Marty Dolan, principal at Dolan Law and his associate Karen Munoz represent victims of wrongful death and personal injury. His column “Law and Wellness,” appears in the Chicago Lawyer and her column appears regularly in the Law Bulletin. This week’s column is written by Karen Munoz.
We often hear that it’s better to concentrate on one or two areas of practice instead of offering general legal services. Obviously, many of us don’t have the resources to be full-service law firms in the true sense of the term but, at the same time, we can’t all afford to be turning down work in areas we’re less familiar with, especially in the current economic climate. Obviously there will be different considerations for different types of attorneys and so we have to tailor our practices accordingly.
For example, a smaller rural practice will have to be ready to take on a much wider variety of cases than a firm based in a big city where there is a far greater demand for legal work in all areas. This week’s post points out that maybe concentrating in certain legal areas makes more sense for lawyers and looks at a couple of things to bear in mind when trying to create a boutique-type law firm.
This is an obvious advantage to providing specialized legal services. The more often you do something, the more familiar you become with the task. For a number of tasks, you may have substantially similar boilerplate versions of motions/contracts etc. on file already and can carry out some tasks extremely efficiently. You’ll worry a lot less if you know that most of the work you’re going to do is in an area where you’re comfortable and experienced as opposed to not knowing what kind of case is going to arrive at your door.
But even where you don’t have perfect boilerplates, as you become more comfortable and experienced in your specialist area, you will become more confident in your own abilities and the quality of the work you do for your clients will be much higher.

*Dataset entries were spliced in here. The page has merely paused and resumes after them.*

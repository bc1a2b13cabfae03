use std::sync::Arc;

use tracing::debug;

use rebill_core::{
    CompanyContext, CompanyId, DomainError, DomainResult, Patch, RecordId, format_amount,
};
use rebill_ledger::{Bill, BillId, BillLineId, InvoiceLineId, InvoiceState, Party, PartyId};

use crate::expense::{BillableExpense, ExpenseChanges, ExpenseId};
use crate::message::{MessageCategory, build_reassignment_message};

/// Company-scoped persistence for billable expenses (the store primitive).
pub trait ExpenseRepository: Send + Sync {
    fn get(&self, company_id: CompanyId, id: &ExpenseId) -> Option<BillableExpense>;
    fn list(&self, company_id: CompanyId) -> Vec<BillableExpense>;
    fn upsert(&self, company_id: CompanyId, expense: BillableExpense);
}

impl<S> ExpenseRepository for Arc<S>
where
    S: ExpenseRepository + ?Sized,
{
    fn get(&self, company_id: CompanyId, id: &ExpenseId) -> Option<BillableExpense> {
        (**self).get(company_id, id)
    }

    fn list(&self, company_id: CompanyId) -> Vec<BillableExpense> {
        (**self).list(company_id)
    }

    fn upsert(&self, company_id: CompanyId, expense: BillableExpense) {
        (**self).upsert(company_id, expense)
    }
}

/// Read access to the surrounding accounting documents.
pub trait DocumentDirectory: Send + Sync {
    fn party(&self, company_id: CompanyId, id: &PartyId) -> Option<Party>;
    fn bill(&self, company_id: CompanyId, id: &BillId) -> Option<Bill>;
    /// State of the invoice owning the given line, if the line resolves.
    fn invoice_state_of_line(
        &self,
        company_id: CompanyId,
        id: &InvoiceLineId,
    ) -> Option<InvoiceState>;
}

impl<S> DocumentDirectory for Arc<S>
where
    S: DocumentDirectory + ?Sized,
{
    fn party(&self, company_id: CompanyId, id: &PartyId) -> Option<Party> {
        (**self).party(company_id, id)
    }

    fn bill(&self, company_id: CompanyId, id: &BillId) -> Option<Bill> {
        (**self).bill(company_id, id)
    }

    fn invoice_state_of_line(
        &self,
        company_id: CompanyId,
        id: &InvoiceLineId,
    ) -> Option<InvoiceState> {
        (**self).invoice_state_of_line(company_id, id)
    }
}

/// Appends audit entries to a document's activity feed.
pub trait ActivityLog: Send + Sync {
    fn post(&self, company_id: CompanyId, bill_id: BillId, body: String, category: MessageCategory);
}

impl<S> ActivityLog for Arc<S>
where
    S: ActivityLog + ?Sized,
{
    fn post(&self, company_id: CompanyId, bill_id: BillId, body: String, category: MessageCategory) {
        (**self).post(company_id, bill_id, body, category)
    }
}

/// Write service for billable expenses.
///
/// Wraps the repository's primitive update with the customer-reassignment
/// business rule and the audit side effect.
pub struct Expenses<R, D, L> {
    repository: R,
    directory: D,
    activity_log: L,
    context: CompanyContext,
}

impl<R, D, L> Expenses<R, D, L>
where
    R: ExpenseRepository,
    D: DocumentDirectory,
    L: ActivityLog,
{
    pub fn new(repository: R, directory: D, activity_log: L, context: CompanyContext) -> Self {
        Self {
            repository,
            directory,
            activity_log,
            context,
        }
    }

    pub fn context(&self) -> &CompanyContext {
        &self.context
    }

    /// Register a bill line as billable.
    ///
    /// Entry point for the platform trigger that marks a line re-chargeable.
    /// Registering the same line twice is a conflict.
    pub fn register_from_bill_line(
        &self,
        bill_id: BillId,
        line_id: BillLineId,
    ) -> DomainResult<ExpenseId> {
        let company_id = self.context.company_id;
        let bill = self
            .directory
            .bill(company_id, &bill_id)
            .ok_or(DomainError::NotFound)?;
        let line = bill.line(&line_id).ok_or(DomainError::NotFound)?;

        let already_billable = self
            .repository
            .list(company_id)
            .iter()
            .any(|expense| expense.bill_line_id == Some(line_id));
        if already_billable {
            return Err(DomainError::conflict("bill line is already marked billable"));
        }

        let id = ExpenseId::new(RecordId::new());
        let expense = BillableExpense::from_bill_line(id, &bill, line, self.context.currency);
        self.repository.upsert(company_id, expense);
        debug!(expense = %id, bill = %bill_id, "registered billable expense");
        Ok(id)
    }

    /// Update the given expenses with a partial changeset.
    ///
    /// Touching the customer detaches any invoice link and posts one audit
    /// message per affected expense to its originating bill. Updates that
    /// leave the customer alone skip both. Returns the number of records
    /// written.
    pub fn update(&self, ids: &[ExpenseId], changes: ExpenseChanges) -> DomainResult<usize> {
        let company_id = self.context.company_id;
        let mut changes = changes;

        let customer_touched = changes.customer_id.touches();
        if customer_touched {
            // changing the customer always detaches any invoice link
            changes.invoice_line_id = Patch::Clear;
        }

        let mut records = Vec::with_capacity(ids.len());
        for id in ids {
            records.push(
                self.repository
                    .get(company_id, id)
                    .ok_or(DomainError::NotFound)?,
            );
        }

        // Compose audit messages against the pre-update state.
        let mut messages = Vec::new();
        if customer_touched {
            let new_customer = match &changes.customer_id {
                Patch::Set(party_id) => Some(
                    self.directory
                        .party(company_id, party_id)
                        .ok_or(DomainError::NotFound)?,
                ),
                _ => None,
            };
            for expense in &records {
                // Company currency, not the expense's own: observed platform
                // behavior, reproduced as-is.
                let formatted =
                    format_amount(expense.amount.minor_units(), self.context.currency);
                let body =
                    build_reassignment_message(expense, new_customer.as_ref(), &formatted);
                if let Some(bill_id) = expense.bill_id {
                    messages.push((bill_id, body));
                }
            }
        }

        let updated = records.len();
        for mut expense in records {
            changes.apply_to(&mut expense);
            let bill = expense
                .bill_id
                .and_then(|bill_id| self.directory.bill(company_id, &bill_id));
            let invoice_state = expense
                .invoice_line_id
                .and_then(|line_id| self.directory.invoice_state_of_line(company_id, &line_id));
            expense.refresh_derived(bill.as_ref(), invoice_state);
            self.repository.upsert(company_id, expense);
        }

        for (bill_id, body) in messages {
            self.activity_log
                .post(company_id, bill_id, body, MessageCategory::BillableExpense);
        }

        debug!(updated, customer_touched, "updated billable expenses");
        Ok(updated)
    }
}
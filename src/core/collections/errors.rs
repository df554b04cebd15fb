use thiserror::Error;

/// Errors raised by the hand-rolled containers.
#[derive(Debug, Clone, PartialEq, Eq, Error)]
pub enum ContainerError {
    /// A constructor or operation was handed an argument it cannot work with
    #[error("Invalid argument: {0}")]
    InvalidArgument(String),
    /// Growing the backing storage would exceed the representable capacity
    #[error("Resource exhausted: {0}")]
    ResourceExhausted(String),
}
pub mod errors;
pub mod hash_table;
pub mod min_heap;
pub mod queue;

// Re-export commonly used types
pub use errors::ContainerError;
pub use hash_table::HashTable;
pub use min_heap::MinHeap;
pub use queue::Queue;
use std::fs;
use std::path::Path;
use std::str::FromStr;

use crate::core::types::{Request, Sword, Workload};
use crate::error::{Error, Result};

const SWORD_FIELDS: usize = 11;
const REQUEST_FIELDS: usize = 5;

/// Reads and parses a workload file.
///
/// Errors are converted into `crate::error::Error` variants:
/// - `Error::IoError` if the file cannot be read.
/// - `Error::InputMalformed` if any record does not have the expected shape.
pub fn load_workload(path: impl AsRef<Path>) -> Result<Workload> {
    let text = fs::read_to_string(path)?;
    parse_workload(&text)
}

/// Parses workload text.
///
/// The first line holds `N M`, followed by N sword lines
/// (`state, duration, total, remaining, length, throughput, speed, "name",
/// "description", "comments", "style"`) and M request lines
/// (`arrival, total, throughput, speed, "style"`). A sword state of `-1`
/// means the sword is clean. Requests must be in arrival order. Blank lines
/// are skipped.
pub fn parse_workload(text: &str) -> Result<Workload> {
    let end_line = text.lines().count() + 1;
    let mut lines = text
        .lines()
        .enumerate()
        .map(|(index, line)| (index + 1, line.trim()))
        .filter(|(_, line)| !line.is_empty());

    let (header_line, header) = lines
        .next()
        .ok_or_else(|| Error::malformed(end_line, "missing `N M` header"))?;
    let counts: Vec<&str> = header.split_whitespace().collect();
    if counts.len() != 2 {
        return Err(Error::malformed(
            header_line,
            format!("expected `N M` header, found `{}`", header),
        ));
    }
    let sword_count: usize = parse_number(counts[0], header_line, "sword count")?;
    let request_count: usize = parse_number(counts[1], header_line, "request count")?;

    let mut workload = Workload {
        swords: Vec::with_capacity(sword_count),
        requests: Vec::with_capacity(request_count),
    };

    for index in 0..sword_count {
        let (line_no, line) = lines.next().ok_or_else(|| {
            Error::malformed(end_line, format!("expected {} swords, found {}", sword_count, index))
        })?;
        workload.swords.push(parse_sword(line, line_no)?);
    }

    let mut previous_arrival = 0;
    for index in 0..request_count {
        let (line_no, line) = lines.next().ok_or_else(|| {
            Error::malformed(
                end_line,
                format!("expected {} requests, found {}", request_count, index),
            )
        })?;
        let request = parse_request(line, line_no)?;
        if request.arrival_time < previous_arrival {
            return Err(Error::malformed(
                line_no,
                format!(
                    "request arrives at {} after one arriving at {}",
                    request.arrival_time, previous_arrival
                ),
            ));
        }
        previous_arrival = request.arrival_time;
        workload.requests.push(request);
    }

    if let Some((line_no, _)) = lines.next() {
        log::warn!("Ignoring content after the last request, starting at line {}", line_no);
    }

    log::debug!(
        "Parsed {} swords and {} requests",
        workload.swords.len(),
        workload.requests.len()
    );
    Ok(workload)
}

fn parse_sword(line: &str, line_no: usize) -> Result<Sword> {
    let fields = split_fields(line);
    expect_fields(&fields, SWORD_FIELDS, line_no, "sword")?;

    let state: i64 = parse_number(fields[0], line_no, "cleaning state")?;
    let dirty_level = match state {
        -1 => None,
        level if level >= 0 => Some(level as u64),
        other => {
            return Err(Error::malformed(
                line_no,
                format!("cleaning state must be -1 or non-negative, found {}", other),
            ))
        }
    };

    let sword = Sword {
        cleaning_duration: parse_number(fields[1], line_no, "cleaning duration")?,
        total_capacity: parse_number(fields[2], line_no, "total capacity")?,
        remaining_capacity: parse_number(fields[3], line_no, "remaining capacity")?,
        length: parse_number(fields[4], line_no, "length")?,
        throughput: parse_number(fields[5], line_no, "throughput")?,
        speed: parse_number(fields[6], line_no, "speed")?,
        name: unquote(fields[7], line_no, "name")?,
        description: unquote(fields[8], line_no, "description")?,
        comments: unquote(fields[9], line_no, "comments")?,
        style: unquote(fields[10], line_no, "style")?,
        state: Default::default(),
    };
    Ok(sword.with_dirty_level(dirty_level))
}

fn parse_request(line: &str, line_no: usize) -> Result<Request> {
    let fields = split_fields(line);
    expect_fields(&fields, REQUEST_FIELDS, line_no, "request")?;

    Ok(Request {
        arrival_time: parse_number(fields[0], line_no, "arrival time")?,
        total_capacity: parse_number(fields[1], line_no, "total capacity")?,
        throughput: parse_number(fields[2], line_no, "throughput")?,
        speed: parse_number(fields[3], line_no, "speed")?,
        style: unquote(fields[4], line_no, "style")?,
    })
}

/// Split on commas outside double quotes, trimming every field
fn split_fields(line: &str) -> Vec<&str> {
    let mut fields = Vec::new();
    let mut in_quotes = false;
    let mut start = 0;
    for (index, ch) in line.char_indices() {
        match ch {
            '"' => in_quotes = !in_quotes,
            ',' if !in_quotes => {
                fields.push(line[start..index].trim());
                start = index + 1;
            }
            _ => {}
        }
    }
    fields.push(line[start..].trim());
    fields
}

fn expect_fields(fields: &[&str], expected: usize, line_no: usize, record: &str) -> Result<()> {
    if fields.len() != expected {
        return Err(Error::malformed(
            line_no,
            format!("{} needs {} fields, found {}", record, expected, fields.len()),
        ));
    }
    Ok(())
}

fn parse_number<T: FromStr>(field: &str, line_no: usize, what: &str) -> Result<T> {
    field
        .parse()
        .map_err(|_| Error::malformed(line_no, format!("{} `{}` is not a valid number", what, field)))
}

fn unquote(field: &str, line_no: usize, what: &str) -> Result<String> {
    field
        .strip_prefix('"')
        .and_then(|inner| inner.strip_suffix('"'))
        .map(str::to_string)
        .ok_or_else(|| {
            Error::malformed(line_no, format!("{} must be quoted, found `{}`", what, field))
        })
}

In my view, this is the other big advantage of being a specialist in a particular area. People are much happier referring their friends to a specialist in a particular area rather than just a ‘lawyer’. It brings with it a certain peace of mind. This is usually true for other lawyers as well, as long as you have convinced them that you are good at what you do. In some cases, other lawyers will refer you a case if they know you’ll do a better, quicker job in the hope that the client will be satisfied and ultimately bring in some business for the referring lawyer.
However, there are two important considerations to bear in mind when trying to specialize. First, it is very important to devise a solid business model. Specializing in something like ‘real estate law’ that has a very wide scope and that many firms deal with in some capacity will not result in increased efficiency or more referrals. Finding a niche can work nicely, especially one you truly enjoy.
A second, related issue is that of marketing. Effective marketing convinces potential clients and other attorneys that you are an expert in your particular area and will result in your firm reaping the benefits outlined already.